Soluble Guanylate Cyclase ß1 Subunit Represses Human Glioblastoma Growth.

ABSTRACT

Malignant glioma is the most common and deadly brain tumor. A marked reduction in the levels of sGC (soluble guanylyl cyclase) transcript in the human glioma specimens has been revealed in our previous studies. In the present study, restoring the expression of sGCß1 alone repressed the aggressive course of glioma. The antitumor effect of sGCß1 was not associated with enzymatic activity of sGC since overexpression of sGCß1 alone did not influence the level of cyclic GMP. Additionally, sGCß1-induced inhibition of the growth of glioma cells was not influenced by treatment with sGC stimulators or inhibitors. The present study is the first to reveal that sGCß1 migrated into the nucleus and interacted with the promoter of the TP53 gene.
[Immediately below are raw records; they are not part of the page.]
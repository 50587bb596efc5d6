//! Reconnecting stream decorator
//!
//! [`RecoverableStream`] wraps a stream-producing factory and exposes the
//! same pull-based contract as the wrapped stream, with all failure handling
//! delegated to a [`StreamRecoveryManager`]. Transient failures are repaired
//! in place by reopening the connection; the consumer only ever sees chunks,
//! a clean end, or one terminal error.
//!
//! Reconnection starts the provider's stream from scratch: chunks already
//! delivered are never replayed, and output the provider produced but never
//! delivered before the drop is not recovered. There is no cursor to resume
//! from; this is documented behavior, not a bug to patch here.

use std::fmt;

use bytes::Bytes;
use futures::stream::unfold;
use futures::Stream;
use rivulet_common::{Clock, SystemClock};
use rivulet_core::classify::is_recoverable;
use rivulet_core::{BoxChunkStream, RecoveryPolicy, StreamFactory};
use rivulet_domain::StreamError;
use tracing::{debug, warn};
use uuid::Uuid;

use super::manager::StreamRecoveryManager;
use super::metrics::StreamMetrics;

/// Session-level lifecycle state
#[derive(Debug, Clone, Copy, PartialEq, Eq)]
pub enum SessionState {
    /// Constructed, factory not yet invoked
    Created,
    /// First connection being opened
    Opening,
    /// Chunks flowing from a live reader
    Streaming,
    /// Transient failure being repaired via the factory
    Reconnecting,
    /// Clean end of stream
    Completed,
    /// Terminal error delivered to the consumer
    Failed,
    /// Consumer cancelled the session
    Cancelled,
}

impl SessionState {
    /// Whether the session can produce no further chunks.
    pub fn is_terminal(self) -> bool {
        matches!(self, Self::Completed | Self::Failed | Self::Cancelled)
    }
}

impl fmt::Display for SessionState {
    fn fmt(&self, f: &mut fmt::Formatter<'_>) -> fmt::Result {
        match self {
            Self::Created => write!(f, "CREATED"),
            Self::Opening => write!(f, "OPENING"),
            Self::Streaming => write!(f, "STREAMING"),
            Self::Reconnecting => write!(f, "RECONNECTING"),
            Self::Completed => write!(f, "COMPLETED"),
            Self::Failed => write!(f, "FAILED"),
            Self::Cancelled => write!(f, "CANCELLED"),
        }
    }
}

/// Pull-based stream decorator with transparent reconnection.
///
/// At most one underlying reader is live at any instant; the previous reader
/// is always released before a replacement is opened.
pub struct RecoverableStream<C: Clock = SystemClock> {
    session_id: Uuid,
    factory: StreamFactory,
    manager: StreamRecoveryManager<C>,
    reader: Option<BoxChunkStream>,
    state: SessionState,
    metrics: StreamMetrics,
}

impl RecoverableStream<SystemClock> {
    /// Wrap a factory with the given recovery policy, using the system clock.
    pub fn new(factory: StreamFactory, policy: RecoveryPolicy) -> Self {
        Self::with_manager(factory, StreamRecoveryManager::new(policy))
    }
}

impl<C: Clock> RecoverableStream<C> {
    /// Wrap a factory around an existing manager (lets tests inject a clock).
    pub fn with_manager(factory: StreamFactory, manager: StreamRecoveryManager<C>) -> Self {
        Self {
            session_id: Uuid::new_v4(),
            factory,
            manager,
            reader: None,
            state: SessionState::Created,
            metrics: StreamMetrics::new(),
        }
    }

    /// Session identifier used in log output.
    pub fn session_id(&self) -> Uuid {
        self.session_id
    }

    /// Current session state.
    pub fn state(&self) -> SessionState {
        self.state
    }

    /// Counters for this session.
    pub fn metrics(&self) -> &StreamMetrics {
        &self.metrics
    }

    /// The recovery manager owned by this session.
    pub fn manager(&self) -> &StreamRecoveryManager<C> {
        &self.manager
    }

    /// Pull the next chunk.
    ///
    /// Returns `None` on clean completion (and after cancellation), chunks
    /// in upstream order otherwise. A terminal failure is delivered once as
    /// `Some(Err(..))`; every later call returns `None`.
    pub async fn next_chunk(&mut self) -> Option<rivulet_domain::Result<Bytes>> {
        loop {
            if self.state.is_terminal() {
                return None;
            }

            // Open (or reopen) the underlying reader if none is live.
            if self.reader.is_none() {
                self.state = match self.state {
                    SessionState::Created | SessionState::Opening => SessionState::Opening,
                    _ => SessionState::Reconnecting,
                };
                match (self.factory)().await {
                    Ok(reader) => {
                        debug!(session_id = %self.session_id, state = %self.state, "reader opened");
                        self.reader = Some(reader);
                        self.state = SessionState::Streaming;
                        self.manager.start_monitoring();
                    }
                    Err(err) => {
                        if self.manager.handle_error(&err).await {
                            self.metrics.record_recovery();
                            continue;
                        }
                        return Some(Err(self.fail(err).await));
                    }
                }
            }

            let read_result = match self.reader.as_mut() {
                Some(reader) => reader.next_chunk().await,
                None => continue,
            };

            match read_result {
                Ok(Some(chunk)) => {
                    self.manager.record_activity();
                    self.metrics.record_chunk(chunk.len());
                    return Some(Ok(chunk));
                }
                Ok(None) => {
                    self.release_reader().await;
                    self.manager.stop();
                    self.state = SessionState::Completed;
                    self.metrics.record_completed();
                    return None;
                }
                Err(err) => {
                    if self.manager.handle_error(&err).await {
                        // Recovered: drop the dead reader and reopen through
                        // the factory. Chunks delivered before the failure
                        // are not replayed.
                        self.release_reader().await;
                        self.state = SessionState::Reconnecting;
                        self.metrics.record_recovery();
                        continue;
                    }
                    return Some(Err(self.fail(err).await));
                }
            }
        }
    }

    /// Cancel the session: stop the watchdog and release the live reader.
    ///
    /// Raises nothing; in-flight upstream work is abandoned, not aborted.
    /// After cancellation every `next_chunk` call returns `None`.
    pub async fn cancel(&mut self) {
        if self.state.is_terminal() {
            return;
        }
        self.manager.stop();
        self.release_reader().await;
        self.state = SessionState::Cancelled;
        debug!(session_id = %self.session_id, "stream cancelled by consumer");
    }

    /// Adapt this session into a `futures::Stream` of chunk results.
    pub fn into_stream(self) -> impl Stream<Item = rivulet_domain::Result<Bytes>> + Send {
        unfold(self, |mut session| async move {
            session.next_chunk().await.map(|item| (item, session))
        })
    }

    /// Enter the Failed state: release resources, stop the manager and shape
    /// the terminal error.
    async fn fail(&mut self, cause: StreamError) -> StreamError {
        self.release_reader().await;
        self.manager.stop();
        self.state = SessionState::Failed;

        let exhausted =
            self.manager.retries_exhausted() && is_recoverable(&cause.to_string());
        warn!(
            session_id = %self.session_id,
            cause = %cause,
            retries = self.manager.retry_count(),
            exhausted,
            "stream failed"
        );
        if exhausted {
            StreamError::RetriesExhausted { attempts: self.manager.retry_count() }
        } else {
            cause
        }
    }

    async fn release_reader(&mut self) {
        if let Some(mut reader) = self.reader.take() {
            reader.release().await;
        }
    }
}

impl<C: Clock> fmt::Debug for RecoverableStream<C> {
    fn fmt(&self, f: &mut fmt::Formatter<'_>) -> fmt::Result {
        f.debug_struct("RecoverableStream")
            .field("session_id", &self.session_id)
            .field("state", &self.state)
            .field("reader", &self.reader.is_some())
            .finish()
    }
}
Transcriptional responses induced by sGCß1 caused the G0 cell cycle arrest of glioblastoma cells and inhibition of tumor aggressiveness. sGCß1 overexpression impacted signaling in glioblastoma multiforme, including the promotion of nuclear accumulation of p53, a marked reduction in CDK6, and a significant decrease in integrin α6. These anticancer targets of sGCß1 may represent clinically important regulatory pathways that contribute to the development of a therapeutic strategy for cancer treatment.